別れは寂しい、辛いけれど、新しい出発だ。門出だね。頑張ってね。
顔の小さな後輩が、渡された花束で一瞬見えなくなる。
「ありがとうございます、楽しかったです!次の職場でも頑張ります!」
イメージに合う黄色い花束を抱えて、1ミリも後悔なんて感じない、心からの満開の笑顔。
こちらの冷えきった拍手なんて何も気にしちゃいない。
もう二度と通らないであろう扉へ力強く進む彼女を見送り、ちゃんと送り出せてよかったなんて呟いてみる。
よかった。
よかった?
何がよかった?
え??何も良くないだろ!?
勤めて3年目。一体何人見送ってきた?
私を育て上げてくれたけど犬猿の仲になった最初の先輩。お前は辞めるべきじゃないって引き止めてくれておきながら自分はさっさと辞めていった無精髭上司。たった2人の部署になって、最高の相方だって周りから羨まれたのに何も相談してくれなかった同僚。
数えるのも思い出すのも嫌だ。
だって、
私を置いていくから!!!みんなのこと大好きなのに!!!!!
最近この人と上手くいっているな。最近この人尊敬できるな。仕事ぶりが好きだな。
…と思っていたら1か月後には知らせが入る。
3年目ともなると誰が辞めそうかって分かっちゃう。なんでやねん。分かりたくないわ。
冒頭の後輩もそうだ。
ある日、同僚の北海道土産「大平原」という銘菓を私はそのままチンした。
カントリーマアムと同じような包装だった。案の定、庫内に火花が散った。
慌ててストップしたので爆発はしなかったのだが、袋はしわくちゃで焦げ焦げの大平原。
こりゃ大草原。
上手い。美味いし。
紫のサテンの座布団が欲しくてその子に話したら「何上手いことやってんすかあ」ってケラケラ笑ってくれて。
またこいつも辞めんのかって。泣きながら食べて。
会社を辞めたい理由なんて山ほどあるけど、
別れが辛すぎて辞めますとは言えない。
私だってかっこいい理由で辞めたいんですよ。もっと自分の可能性を試してみたくなったとか。
実際は辞める人に引きずられてるだけ。人間好きすぎて闇の世界へ突入してるだけ。
こんなに好きなのに…。辞めてやる。私だって辞めてやるんだから。

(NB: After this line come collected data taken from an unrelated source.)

//! Change Log Bridge: the transmissible form of updates.
//!
//! A change set travels as a JSON-compatible list of sections:
//!
//! - a bare integer `n` keeps the next `n` characters,
//! - an array `[del, line0, line1, ...]` deletes `del` characters and inserts
//!   the lines joined with `\n` (`[del]` alone is a pure deletion).
//!
//! ```text
//! [8, [0, " "], 4]          insert " " at offset 8 of a 12 character document
//! [1, [3, "a", "b"]]        replace 3 characters after offset 1 with "a\nb"
//! ```
//!
//! Decoding is structural only. Whether the spans fit a document is checked
//! when the change set is applied.

use serde::{Deserialize, Serialize};

use crate::change::{ChangeSet, ChangeSetBuilder, Span};
use crate::error::{ProtocolError, ProtocolResult};
use crate::update::{ClientId, Update};

/// One section of a wire change set.
#[derive(Debug, Clone, PartialEq, Eq, Serialize, Deserialize)]
#[serde(untagged)]
pub enum WireSection {
    /// Number of retained characters.
    Retain(i64),
    /// `[deleteLen, line0, line1, ...]`.
    Replace(Vec<WireItem>),
}

/// An element of a replace section.
#[derive(Debug, Clone, PartialEq, Eq, Serialize, Deserialize)]
#[serde(untagged)]
pub enum WireItem {
    /// Delete length (first element only).
    Length(i64),
    /// One inserted line.
    Line(String),
}

/// Wire form of a [`ChangeSet`].
#[derive(Debug, Clone, PartialEq, Eq, Default, Serialize, Deserialize)]
#[serde(transparent)]
pub struct WireChangeSet(pub Vec<WireSection>);

impl WireChangeSet {
    /// Encodes a change set. Never fails.
    pub fn from_change_set(changes: &ChangeSet) -> Self {
        let mut sections = Vec::with_capacity(changes.spans().len());
        let mut inserted: Option<&str> = None;

        for span in changes.spans() {
            match span {
                Span::Retain(n) => {
                    if let Some(text) = inserted.take() {
                        sections.push(replace_section(0, text));
                    }
                    sections.push(WireSection::Retain(*n as i64));
                }
                Span::Insert(text) => inserted = Some(text),
                Span::Delete(n) => {
                    sections.push(replace_section(*n, inserted.take().unwrap_or("")));
                }
            }
        }
        if let Some(text) = inserted {
            sections.push(replace_section(0, text));
        }

        Self(sections)
    }

    /// Decodes into a change set.
    pub fn to_change_set(&self) -> ProtocolResult<ChangeSet> {
        let mut builder = ChangeSetBuilder::new();
        let mut before = 0usize;
        let mut after = 0usize;

        for (index, section) in self.0.iter().enumerate() {
            match section {
                WireSection::Retain(n) => {
                    let n = length(*n, index)?;
                    before = grow(before, n, index)?;
                    after = grow(after, n, index)?;
                    builder.retain(n);
                }
                WireSection::Replace(items) => {
                    let (first, lines) = items.split_first().ok_or_else(|| {
                        ProtocolError::malformed(format!("empty replace section at {index}"))
                    })?;
                    let delete = match first {
                        WireItem::Length(n) => length(*n, index)?,
                        WireItem::Line(_) => {
                            return Err(ProtocolError::malformed(format!(
                                "replace section at {index} does not start with a length"
                            )))
                        }
                    };

                    let mut text = Vec::with_capacity(lines.len());
                    for item in lines {
                        match item {
                            WireItem::Line(line) => text.push(line.as_str()),
                            WireItem::Length(_) => {
                                return Err(ProtocolError::malformed(format!(
                                    "non-text line in replace section at {index}"
                                )))
                            }
                        }
                    }

                    before = grow(before, delete, index)?;
                    if !text.is_empty() {
                        let text = text.join("\n");
                        after = grow(after, text.chars().count(), index)?;
                        builder.insert(&text);
                    }
                    builder.delete(delete);
                }
            }
        }

        Ok(builder.finish())
    }
}

fn grow(total: usize, n: usize, index: usize) -> ProtocolResult<usize> {
    total
        .checked_add(n)
        .ok_or_else(|| ProtocolError::malformed(format!("length overflow at section {index}")))
}

fn replace_section(delete: usize, text: &str) -> WireSection {
    let mut items = vec![WireItem::Length(delete as i64)];
    if !text.is_empty() {
        items.extend(text.split('\n').map(|line| WireItem::Line(line.to_owned())));
    }
    WireSection::Replace(items)
}

fn length(n: i64, index: usize) -> ProtocolResult<usize> {
    usize::try_from(n)
        .map_err(|_| ProtocolError::malformed(format!("negative length {n} at section {index}")))
}

/// Wire form of an [`Update`].
#[derive(Debug, Clone, PartialEq, Eq, Serialize, Deserialize)]
pub struct WireUpdate {
    /// Originating client.
    #[serde(rename = "clientID")]
    pub client_id: ClientId,
    /// Encoded changes.
    pub changes: WireChangeSet,
}

/// Converts a local update into its wire form.
pub fn serialize(update: &Update) -> WireUpdate {
    WireUpdate {
        client_id: update.client_id.clone(),
        changes: WireChangeSet::from_change_set(&update.changes),
    }
}

/// Converts a wire update back into a local update.
///
/// Fails with [`ProtocolError::MalformedChangeSet`] when the sections do not
/// describe a valid span sequence.
pub fn deserialize(wire: &WireUpdate) -> ProtocolResult<Update> {
    Ok(Update {
        client_id: wire.client_id.clone(),
        changes: wire.changes.to_change_set()?,
    })
}

/// Serializes a batch of updates.
pub fn serialize_all(updates: &[Update]) -> Vec<WireUpdate> {
    updates.iter().map(serialize).collect()
}

/// Deserializes a batch, failing on the first malformed entry.
pub fn deserialize_all(updates: &[WireUpdate]) -> ProtocolResult<Vec<Update>> {
    updates.iter().map(deserialize).collect()
}

#[cfg(test)]
mod tests {
    use super::*;
    use proptest::prelude::*;

    fn wire(json: &str) -> WireChangeSet {
        serde_json::from_str(json).unwrap()
    }

    #[test]
    fn json_shape() {
        let changes = ChangeSet::insert(12, 8, " ").unwrap();
        let json = serde_json::to_string(&WireChangeSet::from_change_set(&changes)).unwrap();
        assert_eq!(json, r#"[8,[0," "],4]"#);

        let changes = ChangeSet::replace(5, 1, 3, "a\nb").unwrap();
        let json = serde_json::to_string(&WireChangeSet::from_change_set(&changes)).unwrap();
        assert_eq!(json, r#"[1,[3,"a","b"],1]"#);

        let changes = ChangeSet::delete(4, 0, 4).unwrap();
        let json = serde_json::to_string(&WireChangeSet::from_change_set(&changes)).unwrap();
        assert_eq!(json, "[[4]]");
    }

    #[test]
    fn update_json_uses_client_id_key() {
        let update = Update::new("c1".into(), ChangeSet::insert(0, 0, "hi").unwrap());
        let json = serde_json::to_string(&serialize(&update)).unwrap();
        assert_eq!(json, r#"{"clientID":"c1","changes":[[0,"hi"]]}"#);
    }

    #[test]
    fn decodes_newlines() {
        let changes = wire(r#"[[0, "one", "", "two"], 3]"#).to_change_set().unwrap();
        assert_eq!(changes.apply("abc").unwrap(), "one\n\ntwoabc");
    }

    #[test]
    fn rejects_malformed_sections() {
        for json in [
            "[[]]",
            r#"[["x"]]"#,
            r#"[[1, "a", 2]]"#,
            "[-1]",
            "[[-3]]",
            "[9223372036854775807,9223372036854775807,9223372036854775807]",
            "[[9223372036854775807],[9223372036854775807],[9223372036854775807]]",
            r#"[9223372036854775807,9223372036854775807,[0,"a"],9223372036854775807]"#,
        ] {
            let err = wire(json).to_change_set().unwrap_err();
            assert!(
                matches!(err, ProtocolError::MalformedChangeSet { .. }),
                "{json}: {err}"
            );
        }
    }

    #[test]
    fn corrupt_encoding_fails_to_parse() {
        assert!(serde_json::from_str::<WireChangeSet>(r#"[1.5]"#).is_err());
        assert!(serde_json::from_str::<WireChangeSet>(r#"{"a": 1}"#).is_err());
    }

    #[test]
    fn batch_fails_on_first_bad_entry() {
        let good = serialize(&Update::new("a".into(), ChangeSet::identity(2)));
        let bad = WireUpdate {
            client_id: "b".into(),
            changes: wire("[[]]"),
        };
        assert!(deserialize_all(&[good.clone(), bad]).is_err());
        assert_eq!(deserialize_all(&[good]).unwrap().len(), 1);
    }

    fn span_strategy() -> impl Strategy<Value = Span> {
        prop_oneof![
            (0usize..5).prop_map(Span::Retain),
            (0usize..5).prop_map(Span::Delete),
            "[a-c\n]{0,4}".prop_map(Span::Insert),
        ]
    }

    proptest! {
        #[test]
        fn round_trip(spans in prop::collection::vec(span_strategy(), 0..10)) {
            let update = Update::new(ClientId::new("p"), ChangeSet::from_spans(spans));
            let decoded = deserialize(&serialize(&update)).unwrap();
            prop_assert_eq!(decoded, update);
        }
    }
}
//! Pull Loop.

use std::fmt;
use std::sync::Arc;

use textsync_protocol::PullRequest;
use tokio::sync::watch;
use tracing::debug;

use crate::session::SessionShared;

/// State of a session's Pull Loop.
#[derive(Debug, Clone, Copy, PartialEq, Eq)]
pub enum PullState {
    /// Between requests.
    Idle,
    /// A pull is outstanding.
    Requesting,
    /// A response is being folded into the replica.
    Applying,
    /// The session was detached or a fault was not retryable. Terminal.
    Stopped,
}

impl PullState {
    /// Returns true while the loop may still issue requests.
    pub fn is_running(&self) -> bool {
        !matches!(self, PullState::Stopped)
    }
}

impl fmt::Display for PullState {
    fn fmt(&self, f: &mut fmt::Formatter<'_>) -> fmt::Result {
        match self {
            PullState::Idle => write!(f, "idle"),
            PullState::Requesting => write!(f, "requesting"),
            PullState::Applying => write!(f, "applying"),
            PullState::Stopped => write!(f, "stopped"),
        }
    }
}

/// Requests updates after the Version Cursor until the session stops.
///
/// A failed request or a malformed batch leaves the cursor where it was;
/// the same range is requested again after `fault_retry_delay`. The loop
/// yields to the runtime after every applied response.
pub(crate) async fn run(shared: Arc<SessionShared>, mut shutdown: watch::Receiver<bool>) {
    debug!(client_id = %shared.client_id(), "pull loop started");

    while !shared.is_stopped() {
        let version = shared.version();
        shared.set_pull_state(PullState::Requesting);
        debug!(client_id = %shared.client_id(), version, "pulling");

        let result = shared
            .request(shared.transport.pull(PullRequest::new(version)))
            .await;

        let fault = match result {
            Ok(response) => {
                shared.set_pull_state(PullState::Applying);
                shared.apply_remote(&response).err()
            }
            Err(err) => Some(err),
        };
        shared.set_pull_state(PullState::Idle);

        match fault {
            Some(err) => {
                if !shared.record_fault(&err) {
                    debug!(
                        client_id = %shared.client_id(),
                        error = %err,
                        "pull fault not retryable"
                    );
                    shared.stop_pull();
                    break;
                }
                shared
                    .pause(shared.config.fault_retry_delay, &mut shutdown)
                    .await;
            }
            None => tokio::task::yield_now().await,
        }
    }

    debug!(client_id = %shared.client_id(), "pull loop stopped");
}
//! Push Loop.

use std::sync::Arc;

use textsync_protocol::{wire, PushRequest};
use tokio::sync::watch;
use tracing::debug;

use crate::error::SyncError;
use crate::session::SessionShared;

/// Delivers pending local updates whenever a push is requested.
///
/// While pending updates remain after an attempt, another one follows
/// after `push_retry_delay`. A fault that is not retryable ends the loop.
pub(crate) async fn run(shared: Arc<SessionShared>, mut shutdown: watch::Receiver<bool>) {
    debug!(client_id = %shared.client_id(), "push loop started");

    loop {
        tokio::select! {
            _ = shared.push_requested() => {}
            _ = shutdown.changed() => {}
        }
        if shared.is_stopped() {
            break;
        }

        if !attempt(&shared).await {
            debug!(client_id = %shared.client_id(), "push fault not retryable");
            break;
        }

        if shared.has_pending() && !shared.is_stopped() {
            shared
                .pause(shared.config.push_retry_delay, &mut shutdown)
                .await;
            shared.request_push();
        }
    }

    debug!(client_id = %shared.client_id(), "push loop stopped");
}

/// One push attempt. A no-op while another push is in flight or nothing is pending.
///
/// Returns false after a fault the loop should not retry.
async fn attempt(shared: &SessionShared) -> bool {
    if !shared.begin_push() {
        return true;
    }

    let (version, batch) = shared.sendable();
    if batch.is_empty() {
        shared.end_push();
        return true;
    }

    debug!(
        client_id = %shared.client_id(),
        version,
        updates = batch.len(),
        "pushing"
    );
    let request = PushRequest::new(version, wire::serialize_all(&batch));
    let result = shared.request(shared.transport.push(request)).await;
    shared.end_push();

    match result {
        Ok(response) if response.ok => {
            debug!(client_id = %shared.client_id(), version, "push accepted");
            true
        }
        Ok(_) => {
            let err = SyncError::StaleBaseVersion { version };
            debug!(client_id = %shared.client_id(), error = %err, "push rejected");
            true
        }
        Err(err) => shared.record_fault(&err),
    }
}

辞めて皆も病んじゃえばいいんだ。
ヤンデレ彼女?
いつまでも出せない退職届は
辞めていった人、辞めそうな人へのラブレターでもある。
重い想いは、いつ昇華されるのだろうか。
黄色が似合う彼女が言っていた。
「私、情緒不安定な重い女が嫌いなんですよね」
涙を流しながら大平原を食べる大草原女が、いつか満開のお花畑で笑って卒業の日を迎えられますように。
さあ、明日も元気に働くぞ。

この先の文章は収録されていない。